Saturday, September 10, 2016

A United Kingdom

O I love this city. Can you tell? Crazy flawed as it is. So much going on, it's overwhelming sometimes.

In the spring, tickets for a John Prine concert, with Ron Sexsmith, were offered for sale, and for some reason I bought one. I wasn't particularly a Prine fan, but I certainly knew his name and his work, and was interested to see him and the Canadian musician too. So last night, I landed in the midst of a hoard of John Prine fanatics. The couple next to me at Massey Hall have followed him all over North America and that day had driven five hours from northern Ontario. I got on my bicycle and in ten minutes was in my seat.

Sexsmith plays the guitar magnificently and has that odd quavery voice and the face of a cherubic nine year old - when he told us his daughter, in the audience, was 26, I couldn't believe it. Prine, on the other hand, is a little old man, his neck bent sideways by cancer, his voice rough. But his songs are gorgeous - "Angel from Montgomery" et al - his band was sterling and his patter was great. "My granddaddy," he said, "was a carpenter. He'd come home filthy, go up and have a bath, and come down for dinner every night in a 3 piece suit. Didn't matter if we were eating fried spam - he was in the suit." He also sang his famous protest song about how "Your flag decal won't get you into heaven any more." "But your flag decal," he said to the Canadian audience, "WILL get you into heaven." Yeah!

Most enjoyable. When he appeared, the woman next to me yelled, "I love you, Johnny." As did many.

This morning the Cabbagetown Festival started - in the rain. A friend was going to use my front yard to sell her handmade jewellery - decided to come back tomorrow. I went off on my bike (rain turning into oppressive heat) to join a huge crowd at TIFF, courtesy of Jean-Marc and Richard. We saw "A United Kingdom," a stunning film based on the true story - who knew? - of an African prince living in London in 1947 who falls in love with a white Londoner, marries her, and takes her to his country Bechuanaland (now Botswana); they are rejected by everyone, her parents, his family and country, and especially the venal political rulers of England and South Africa. It shows the couple's enormous courage in fighting to remain together despite the poisonous racism of the time. Shot partially in London, which is all rainy gloom, and partially in Africa, all bright yellow and orange, and beautifully acted by David Oyelowo and Rosamund Pike. Stirring and very moving. Yes, a bit too black and white, figuratively, but an important film very well done. And incidentally, the couple's eldest son is still the leader of Botswana.
https://www.theguardian.com/film/2016/sep/09/a-united-kingdom-review-rosamund-pike-david-oyelowo-toronto

Of course, it also triggered thoughts of my own parents, who met in 1944 - Dad wasn't black, but he was Jewish, and to my conventional British grandparents, he was strange and frightening. My mother told me that the first time he visited her parents, he sat casually on the arm of a chair and they were appalled. Both families were unhappy about the marriage but they soon came round, especially when the adorable (ahem) Elizabeth was born. Nothing, nothing like what this couple endured.

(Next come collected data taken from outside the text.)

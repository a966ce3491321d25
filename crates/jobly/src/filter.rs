//! Optional text-match + numeric-range WHERE clauses.
//!
//! [`sql_for_filter`] covers the common list-endpoint pattern of "name
//! contains X, count between A and B": every criterion is optional and only the
//! present ones become conjuncts.
//!
//! ```ignore
//! use jobly::{FilterColumns, RangeFilter, sql, sql_for_filter};
//!
//! const COMPANY_FILTER: FilterColumns = FilterColumns::new("name", "num_employees");
//!
//! let criteria = RangeFilter { text_match: Some("net".into()), min: Some(10), max: None };
//! let cond = sql_for_filter(&criteria, &COMPANY_FILTER)?;
//!
//! let mut q = sql("SELECT handle, name FROM companies");
//! if !cond.is_empty() {
//!     q.push(" WHERE ").push_sql(cond);
//! }
//! // SELECT handle, name FROM companies WHERE "name" ILIKE $1 AND "num_employees" >= $2
//! ```

use crate::error::{ModelError, ModelResult};
use crate::ident::Ident;
use crate::sql::Sql;
use serde::Deserialize;
use tokio_postgres::types::ToSql;

/// Filter criteria; `None` means "don't filter on this".
#[derive(Debug, Clone, PartialEq, Deserialize)]
pub struct RangeFilter<N> {
    /// Case-insensitive substring to look for in the text column.
    #[serde(default)]
    pub text_match: Option<String>,
    /// Inclusive lower bound on the range column.
    #[serde(default)]
    pub min: Option<N>,
    /// Inclusive upper bound on the range column.
    #[serde(default)]
    pub max: Option<N>,
}

impl<N> Default for RangeFilter<N> {
    fn default() -> Self {
        Self {
            text_match: None,
            min: None,
            max: None,
        }
    }
}

impl<N> RangeFilter<N> {
    pub fn is_empty(&self) -> bool {
        self.text_match.is_none() && self.min.is_none() && self.max.is_none()
    }
}

/// Storage columns a [`RangeFilter`] applies to.
#[derive(Debug, Clone, Copy, PartialEq, Eq)]
pub struct FilterColumns {
    pub text: &'static str,
    pub range: &'static str,
}

impl FilterColumns {
    pub const fn new(text: &'static str, range: &'static str) -> Self {
        Self { text, range }
    }
}

/// Build the conjunction for `criteria` (without the `WHERE` keyword).
///
/// Conjuncts come out in a fixed order: text match, lower bound, upper bound.
/// With no criteria the result is an empty fragment with no values; callers
/// must then leave out `WHERE` entirely.
///
/// Fails with [`ModelError::BadRequest`] when both bounds are given and
/// `min > max`.
pub fn sql_for_filter<N>(criteria: &RangeFilter<N>, columns: &FilterColumns) -> ModelResult<Sql>
where
    N: PartialOrd + ToSql + Clone + Sync + Send + 'static,
{
    if let (Some(min), Some(max)) = (&criteria.min, &criteria.max) {
        if min > max {
            return Err(ModelError::bad_request("min must not exceed max"));
        }
    }

    let mut cond = Sql::empty();

    if let Some(text) = &criteria.text_match {
        push_and(&mut cond);
        cond.push_ident(&Ident::quoted(columns.text)?)
            .push(" ILIKE ")
            .push_bind(format!("%{text}%"));
    }
    if let Some(min) = &criteria.min {
        push_and(&mut cond);
        cond.push_ident(&Ident::quoted(columns.range)?)
            .push(" >= ")
            .push_bind(min.clone());
    }
    if let Some(max) = &criteria.max {
        push_and(&mut cond);
        cond.push_ident(&Ident::quoted(columns.range)?)
            .push(" <= ")
            .push_bind(max.clone());
    }

    Ok(cond)
}

fn push_and(cond: &mut Sql) {
    if !cond.is_empty() {
        cond.push(" AND ");
    }
}

#[cfg(test)]
mod tests {
    use super::*;

    const COMPANIES: FilterColumns = FilterColumns::new("name", "num_employees");

    fn debug_values(sql: &Sql) -> Vec<String> {
        sql.params().iter().map(|v| format!("{v:?}")).collect()
    }

    #[test]
    fn no_criteria_builds_nothing() {
        let cond = sql_for_filter(&RangeFilter::<i32>::default(), &COMPANIES).unwrap();
        assert!(cond.is_empty());
        assert_eq!(cond.to_sql(), "");
        assert!(cond.params().is_empty());
    }

    #[test]
    fn all_criteria_in_fixed_order() {
        let criteria = RangeFilter {
            text_match: Some("test".to_string()),
            min: Some(2),
            max: Some(3),
        };
        let cond = sql_for_filter(&criteria, &COMPANIES).unwrap();

        assert_eq!(
            cond.to_sql(),
            r#""name" ILIKE $1 AND "num_employees" >= $2 AND "num_employees" <= $3"#
        );
        assert_eq!(debug_values(&cond), vec![r#""%test%""#, "2", "3"]);
        assert_eq!(cond.to_sql().matches(" AND ").count(), 2);
    }

    #[test]
    fn min_above_max_is_bad_request() {
        let criteria = RangeFilter {
            text_match: None,
            min: Some(5),
            max: Some(2),
        };
        let err = sql_for_filter(&criteria, &COMPANIES).unwrap_err();
        assert!(err.is_bad_request());
        assert_eq!(err.to_string(), "Bad request: min must not exceed max");
    }

    #[test]
    fn equal_bounds_are_allowed() {
        let criteria = RangeFilter {
            text_match: None,
            min: Some(4),
            max: Some(4),
        };
        let cond = sql_for_filter(&criteria, &COMPANIES).unwrap();
        assert_eq!(
            cond.to_sql(),
            r#""num_employees" >= $1 AND "num_employees" <= $2"#
        );
    }

    #[test]
    fn single_criteria_have_no_connector() {
        let only_max = RangeFilter {
            max: Some(100),
            ..RangeFilter::default()
        };
        let cond = sql_for_filter(&only_max, &COMPANIES).unwrap();
        assert_eq!(cond.to_sql(), r#""num_employees" <= $1"#);
        assert_eq!(debug_values(&cond), vec!["100"]);

        let only_text = RangeFilter::<i32> {
            text_match: Some("net".to_string()),
            ..RangeFilter::default()
        };
        let cond = sql_for_filter(&only_text, &COMPANIES).unwrap();
        assert_eq!(cond.to_sql(), r#""name" ILIKE $1"#);
    }

    #[test]
    fn text_match_wildcards_live_in_the_value() {
        let criteria = RangeFilter::<i32> {
            text_match: Some("x' OR '1'='1".to_string()),
            ..RangeFilter::default()
        };
        let cond = sql_for_filter(&criteria, &COMPANIES).unwrap();
        let rendered = cond.to_sql();
        assert!(!rendered.contains('%'));
        assert!(!rendered.contains("OR"));
        assert_eq!(debug_values(&cond), vec![r#""%x' OR '1'='1%""#]);
    }

    #[test]
    fn composes_after_a_select() {
        let criteria = RangeFilter {
            text_match: None,
            min: Some(10_i64),
            max: None,
        };
        let cond = sql_for_filter(&criteria, &COMPANIES).unwrap();

        let mut q = crate::sql::sql("SELECT handle FROM companies WHERE ");
        q.push_bind(true).push(" AND ");
        q.push_sql(cond);
        assert_eq!(
            q.to_sql(),
            r#"SELECT handle FROM companies WHERE $1 AND "num_employees" >= $2"#
        );
    }

    #[test]
    fn deserializes_partial_criteria() {
        let criteria: RangeFilter<i32> = serde_json::from_str(r#"{"min": 3}"#).unwrap();
        assert_eq!(
            criteria,
            RangeFilter {
                text_match: None,
                min: Some(3),
                max: None
            }
        );
        assert!(!criteria.is_empty());
        assert!(RangeFilter::<i32>::default().is_empty());
    }
}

Home in the hot sun to do a walkabout at the Festival and buy some food to take home - kotha roti, samosas, fajitas, pad thai, mango salad ... Every nationality on earth, it seems, is walking on Parliament Street right now.

So that's my city, three extremely diverse events within a ten block radius in less than 24 hours. And that's just a tiny taste of the stuff going on. What's not to like? Well, transit for one, but let's not go there today. Today - celebration. And eating.